La inteligencia artificial todavía no es un asunto urgente para la educación. Dado que no está esclarecido cuál sería el beneficio de emplearla, más allá de las insistentes promesas del mercado. Hay una tendencia a incorporar los últimos avances en busca de soluciones que no suelen estar ligadas a la tecnología. No se trata de renegar de las nuevas posibilidades, sino más bien de tener bien definido para qué sirven y cómo mejorarían los procesos de enseñanza y aprendizaje, ya que si sólo contamos con especulaciones o con experiencias muy puntuales, no dispondremos de las evidencias necesarias para avanzar en su implementación. Se comprende que conforman un logro sustancial para la historia de la humanidad y que, muy probablemente, tenga un impacto enorme en todas las áreas de la sociedad. Sin embargo, bien podríamos seguir de cerca su evolución, sus diferentes desarrollos y los debates en torno a las disputas legales, éticas y de propiedad que se suscitan en los países que tienen mayores posibilidades de usarla diariamente. Correr tras las novedades no nos ayuda a innovar, sólo nos hace consumistas. La aplicación que saldrá mañana no necesariamente es mejor a la que usamos hace un año. La prioridad no debe alojarse en los objetos, sino en la relación que se trama con los sujetos y con los contenidos. A veces es necesario recuperar la tríada didáctica, con tanto artefacto y tantas profecías, es sencillo perder el sentido de nuestras propuestas.

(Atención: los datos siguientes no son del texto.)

use alloy_primitives::U256;
use thiserror::Error;

#[derive(Error, Debug, Clone, PartialEq, Eq)]
pub enum PoolScaleError {
    #[error("Token decimals {decimals} exceed the supported precision of {max}")]
    InvalidDecimals { decimals: u8, max: u8 },

    #[error("Price rate {rate} would downscale a token with {decimals} decimals")]
    InvalidPriceRate { rate: U256, decimals: u8 },

    #[error("Malformed pool snapshot: {0}")]
    MalformedSnapshot(String),

    #[error("Fixed-point arithmetic overflow in {0}")]
    ArithmeticOverflow(&'static str),

    #[error("Division by zero in {0}")]
    DivisionByZero(&'static str),

    #[error("Mismatched column lengths: expected {expected}, got {actual}")]
    MismatchedLengths { expected: usize, actual: usize },

    #[error("Invalid slippage tolerance: {0}")]
    InvalidTolerance(String),

    #[error("Pool has no amplification parameter")]
    MissingAmplification,

    #[error("{0} did not converge")]
    NoConvergence(&'static str),

    #[error("Unsupported pool type: {0}")]
    UnsupportedPoolType(String),

    #[error("Token index {index} out of range for a pool of {len} tokens")]
    InvalidTokenIndex { index: usize, len: usize },

    #[error("Pool calculation error: {0}")]
    CalculationError(String),

    #[error("JSON error: {0}")]
    Json(String),
}

impl From<serde_json::Error> for PoolScaleError {
    fn from(err: serde_json::Error) -> Self {
        PoolScaleError::Json(err.to_string())
    }
}

pub type Result<T, E = PoolScaleError> = std::result::Result<T, E>;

La multiplicación de cursos y lecturas que ofrecen soluciones para las y los docentes que anhelan aprovecharlas para sus clases también debería preocuparnos: ¿cuántas investigaciones han realizado esos sujetos para estar en condiciones de esclarecernos con tanta certeza? A veces pareciera que han podido viajar al futuro y vuelven para darnos una ayuda con la incertidumbre que nos acecha. ¿O acaso el tiempo transcurrido desde los primeros ensayos hasta la actualidad son suficientes para que ya existan capacitaciones? Quizás, sólo sean instancias para indagar en la herramienta y no para reflexionar sobre cómo colocarlas dentro de una planificación, asegurando el sentido pedagógico, es decir su pertinencia. Creo que hace falta más tiempo que formulaciones con poco sustento teórico-práctico. No creo que tenga nada de malo aceptar que aún no sabemos para qué nos servirá, cuándo la comenzaremos a utilizar y qué cambiará en la educación gracias a ella. Asumir la incertidumbre nos aliviará más que adoptar una profecía hecha a medida del cliente. La inteligencia artificial deberá evaluarse con calma, criticidad y exhaustivo celo pedagógico, luego (y sólo luego) de superar ese examen debería buscar su lugar en los documentos curriculares. Hasta entonces, será mejor no obligarnos a adoptarla. La opción por la tecnología nunca decanta en la educación; antes fueron las TIC, ahora la inteligencia artificial. Hagamos que la experiencia nos sirva.
Es preferible deconstruirnos en las carencias (no sabemos todo ni tenemos todas las respuestas) que impostar certidumbres que ni siquiera han sido probadas por quien la impulsó.